Vaardigheid in de exegese van het Nieuwe Testament is van groot belang, niet alleen voor wie Nieuwe Testament als specialisatie in de keuzeruimte van de bacheloropleiding en/of in de masteropleiding kiest. Ze is eveneens van belang voor wie de kerkelijke opleiding doet en met het gebruik van het Nieuwe Testament in de dogmatiek, de christelijke ethiek en de homiletiek te maken krijgt.
Onderwijsvorm
Dit is een werkcollege waarin methode en praktijk van de historische exegese, of historische interpretatie, van een evangelie worden geleerd. Deze exegese omvat per passage een aantal stappen of acties, bijvoorbeeld de vaststelling van de tekstvorm, de raadpleging van antieke en moderne vertalingen, het gebruik van woordenboeken, de grammatica en de concordantie, en de kennisneming van moderne exegetische literatuur. Alle acties samen moeten helpen het antwoord te vinden op de vraag: wat wilde de auteur zijn eerst bedoelde lezers met deze passage en met dit geschrift zeggen? Als oefenstof wordt een hoofdstuk uit een evangelie gekozen. Dit wordt verdeeld in vijf gedeelten. Telkens wordt gedurende twee weken aan zo’n gedeelte gewerkt. De eerste keer wordt besteed aan de uitleg van de methode, aan de hand van een uitvoerige syllabus Aanwijzingen voor de exegese van het Nieuwe Testament, die zal worden uitgedeeld en die bestudeerd moet worden. De tweede keer bestaat uit een introductie in de onderwijsgroep Nieuwe Testament van de studiezaal theologie van de Universiteitsbibliotheek. De derde en vierde keer komt aan de orde: Mk. 15:6-15; de vijfde en zesde keer Mk. 15:16-26; de zevende en achtste keer Mk. 15:27-39; de negende en tiende keer Mk. 15:40-47; de elfde en twaalfde keer Mk. 16:1-8. Voor elk college geeft de docent schriftelijk opdrachten. Studenten voeren die uit in onderling overleg, waartoe ze groepjes van drie of vier personen vormen. De groepjes beraden zich over de resultaten alvorens die in het college te rapporteren. Op college doen studenten verslag van hetgeen zij gevonden hebben. Het college behoort de vorm van een wetenschappelijk gesprek over exegetische vragen te krijgen.Voor de eerste twee keer moet de boven vermelde syllabus Aanwijzingen voor de exegese van het Nieuwe Testament bestudeerd worden. Deze wordt verstrekt door de docent.
Toetsing
Toetsing gebeurt in een mondeling groepstentamen.

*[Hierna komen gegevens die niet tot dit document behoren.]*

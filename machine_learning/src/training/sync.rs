use comms::ProcessGroup;

use crate::Result;

/// What a gradient synchronization learned about the global batch.
#[derive(Debug, Clone, Copy, PartialEq)]
pub struct GlobalBatch {
    /// Samples across every worker's batch.
    pub samples: f32,
    /// Sum of every sample's loss across workers.
    pub loss_sum: f32,
}

/// Averages gradients across workers, weighting each by its batch size.
///
/// Every worker contributes `[n·g…, n, n·loss]` to one all-reduce, so the
/// result is the gradient of the union of the local batches no matter how
/// unevenly the shards ended.
#[derive(Debug, Clone)]
pub struct GradSync {
    buf: Vec<f32>,
}

impl GradSync {
    /// Creates a new `GradSync` for gradients of `size` parameters.
    pub fn new(size: usize) -> Self {
        Self {
            buf: vec![0.0; size + 2],
        }
    }

    /// Replaces the local gradient `grad` with the global one.
    ///
    /// # Arguments
    /// * `group` - The process group shared by every worker.
    /// * `grad` - This worker's gradient, mean over its `samples`.
    /// * `samples` - The size of this worker's batch, may be zero.
    /// * `loss` - This worker's batch loss, ignored if `samples` is zero.
    ///
    /// # Returns
    /// The global batch size and loss sum. When the global batch is empty
    /// `grad` is left zeroed.
    pub fn sync<G: ProcessGroup>(
        &mut self,
        group: &mut G,
        grad: &mut [f32],
        samples: usize,
        loss: f32,
    ) -> Result<GlobalBatch> {
        let n = samples as f32;
        let (g, tail) = self.buf.split_at_mut(grad.len());

        g.iter_mut().zip(grad.iter()).for_each(|(b, &g)| *b = n * g);
        tail[0] = n;
        tail[1] = if samples == 0 { 0.0 } else { n * loss };

        group.all_reduce_sum(&mut self.buf)?;

        let (g, tail) = self.buf.split_at(grad.len());
        let global = GlobalBatch {
            samples: tail[0],
            loss_sum: tail[1],
        };

        if global.samples > 0.0 {
            grad.iter_mut()
                .zip(g)
                .for_each(|(d, &s)| *d = s / global.samples);
        } else {
            grad.fill(0.0);
        }

        Ok(global)
    }
}
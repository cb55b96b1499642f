use std::num::NonZeroUsize;

use anyhow::Context;
use comms::{ConnectPolicy, LocalGroup, ProcessGroup, SoloGroup, TcpGroup, World};
use log::{info, warn};
use machine_learning::{
    arch::StateDict,
    config::TrainConfig,
    training::{EpochReport, TrainerBuilder},
};
use serde::Serialize;
use tokio::task::{self, JoinSet};

use crate::env::LaunchEnv;

/// How the workers of a run are laid out.
#[derive(Debug, Clone, PartialEq, Eq)]
pub enum Launch {
    /// A single worker, no collectives.
    Single,
    /// This process is one worker of a group spread over many processes.
    Tcp { world: World, master: String },
    /// Every worker of the group runs as a thread of this process.
    Simulated { size: NonZeroUsize },
}

/// The final state of a single worker.
#[derive(Debug, Serialize)]
pub struct Replica {
    pub rank: usize,
    pub epochs: usize,
    pub last: Option<EpochReport>,
    pub state_dict: StateDict,
}

impl Launch {
    /// Decides the layout of the run out of the launch environment.
    pub fn resolve(env: &LaunchEnv) -> anyhow::Result<Self> {
        if env.world_size.get() == 1 {
            return Ok(Self::Single);
        }

        let Some(master) = env.master.clone() else {
            if env.local_rank != 0 {
                warn!("LOCAL_RANK ignored, simulating every worker in this process");
            }
            return Ok(Self::Simulated {
                size: env.world_size,
            });
        };

        let world = World::new(env.local_rank, env.world_size)?;
        Ok(Self::Tcp { world, master })
    }

    /// Trains every worker this process is responsible for.
    ///
    /// # Returns
    /// The final replicas, ordered by rank.
    pub async fn run(self, config: TrainConfig) -> anyhow::Result<Vec<Replica>> {
        match self {
            Self::Single => {
                let replica = task::spawn_blocking(move || train_replica(config, SoloGroup))
                    .await
                    .context("single worker panicked")??;
                Ok(vec![replica])
            }
            Self::Tcp { world, master } => {
                let replica = task::spawn_blocking(move || {
                    info!(rank = world.rank(); "joining the group at {master}");
                    let group = TcpGroup::init(world, master.as_str(), ConnectPolicy::default())
                        .context("rendezvous failed")?;
                    train_replica(config, group)
                })
                .await
                .context("tcp worker panicked")??;
                Ok(vec![replica])
            }
            Self::Simulated { size } => {
                info!(world_size = size.get(); "simulating every worker in process");

                let mut workers = JoinSet::new();
                for group in LocalGroup::new(size) {
                    workers.spawn_blocking(move || train_replica(config, group));
                }

                let mut replicas = Vec::with_capacity(size.get());
                while let Some(joined) = workers.join_next().await {
                    replicas.push(joined.context("simulated worker panicked")??);
                }

                replicas.sort_by_key(|r| r.rank);
                Ok(replicas)
            }
        }
    }
}

/// Builds, trains and tears down a single worker.
fn train_replica<G: ProcessGroup>(config: TrainConfig, group: G) -> anyhow::Result<Replica> {
    let rank = group.world().rank();

    let mut trainer = TrainerBuilder::new(config)
        .build(group)
        .with_context(|| format!("building the trainer of rank {rank}"))?;

    let reports = trainer
        .train(config.epochs)
        .with_context(|| format!("training rank {rank}"))?;

    let replica = Replica {
        rank,
        epochs: trainer.total_epochs(),
        last: reports.last().copied(),
        state_dict: trainer.state_dict()?,
    };

    trainer.into_group().destroy()?;
    info!(rank = rank; "worker done");

    Ok(replica)
}
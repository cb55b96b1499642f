/// An update rule for a flat set of parameters.
pub trait Optimizer {
    /// Takes one step over `params` given their gradient `grad`.
    fn update_params(&mut self, params: &mut [f32], grad: &[f32]);
}
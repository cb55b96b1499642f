mod builder;
mod state;
mod sync;
mod trainer;

pub use builder::{LinearTrainer, TrainerBuilder};
pub use state::{EpochReport, Mode, TrainerState};
pub use sync::{GlobalBatch, GradSync};
pub use trainer::Trainer;
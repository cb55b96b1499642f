use std::collections::BTreeMap;

use ndarray::{Array2, ArrayView2};
use rand::Rng;

use crate::Result;

/// Named parameter tensors of a model, flattened.
pub type StateDict = BTreeMap<String, Vec<f32>>;

/// A differentiable model whose parameters live outside of it, in a flat slice.
pub trait Model {
    /// Returns the amount of parameters in the model.
    fn size(&self) -> usize;

    /// Draws a fresh set of parameters for this model.
    ///
    /// # Arguments
    /// * `rng` - The source of randomness.
    ///
    /// # Returns
    /// A vector of `size()` parameters.
    fn init_params<R: Rng>(&self, rng: &mut R) -> Result<Vec<f32>>;

    /// Computes the model's output for a batch of inputs.
    ///
    /// # Arguments
    /// * `params` - The model's parameters.
    /// * `x` - The inputs, one row per sample.
    /// * `track_grad` - Whether to keep what `backward` needs. When false any
    ///   record kept by a previous tracked pass is dropped.
    ///
    /// # Returns
    /// The predictions, one row per sample.
    fn forward(
        &mut self,
        params: &[f32],
        x: ArrayView2<f32>,
        track_grad: bool,
    ) -> Result<Array2<f32>>;

    /// Backpropagates `d`, the gradient of the loss with respect to the last
    /// tracked forward's output, writing the parameter gradient into `grad`.
    ///
    /// Consumes the record of the tracked forward.
    ///
    /// # Returns
    /// The gradient with respect to the inputs, or `MlErr::GradientNotTracked`
    /// if no tracked forward precedes this call.
    fn backward(
        &mut self,
        params: &[f32],
        grad: &mut [f32],
        d: ArrayView2<f32>,
    ) -> Result<Array2<f32>>;

    /// Names and reshapes `params` the way they are reported to the outside.
    fn state_dict(&self, params: &[f32]) -> Result<StateDict>;
}
use crate::{CommErr, ProcessGroup, Result, World};

/// The group of a non distributed run, every collective is the identity.
#[derive(Debug, Clone, Copy, Default)]
pub struct SoloGroup;

impl SoloGroup {
    pub fn new() -> Self {
        Self
    }
}

impl ProcessGroup for SoloGroup {
    fn world(&self) -> World {
        World::solo()
    }

    fn all_reduce_sum(&mut self, _buf: &mut [f32]) -> Result<()> {
        Ok(())
    }

    fn broadcast(&mut self, _buf: &mut [f32], root: usize) -> Result<()> {
        if root != 0 {
            return Err(CommErr::RankOutOfRange {
                rank: root,
                size: 1,
            });
        }

        Ok(())
    }

    fn barrier(&mut self) -> Result<()> {
        Ok(())
    }

    fn destroy(self) -> Result<()> {
        Ok(())
    }
}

De stof waarover de toets plaatsheeft wordt gevormd door (a) drie capita uit de evangeliën en Handelingen, door de studenten in overleg met de docent te kiezen, maar niet het op college behandelde tekstgedeelte; en (b) een (deel van een) wetenschappelijke monografie, passend bij de capita, aan te wijzen door de docent. Studenten bereiden zich op het tentamen voor door de op college geleerde exegetische acties uit te voeren aan de gekozen capita, en door zodoende een antwoord te formuleren op de vraag: wat wilde de auteur met dit tekstgedeelte zeggen? Tijdens de voorbereiding houden de leden van de groep elkaar geregeld op de hoogte van de vorderingen en resultaten. Op het tentamen mogen studenten al hun aantekeningen meebrengen en raadplegen. Dringend aanbevolen wordt het tentamen voor het zomerreces af te leggen. Over de datum maken studenten een afspraak met de docent.
Literatuur
*Nestle-Aland, Novum Testamentum graece, 27e editie, 8e druk, Stuttgart 2001 *W. Bauer, Griechisch-deutsches Wörterbuch zu den Schriften des Neuen Testaments, Berlijn 19886 *Blass, Debrunner, Rehkopf, Grammatik des neutestamentlichen Griechisch, Göttingen 197514 of latere editie *Moulton-Geden, A Concordance to the Greek Testament, Edinburgh 20026.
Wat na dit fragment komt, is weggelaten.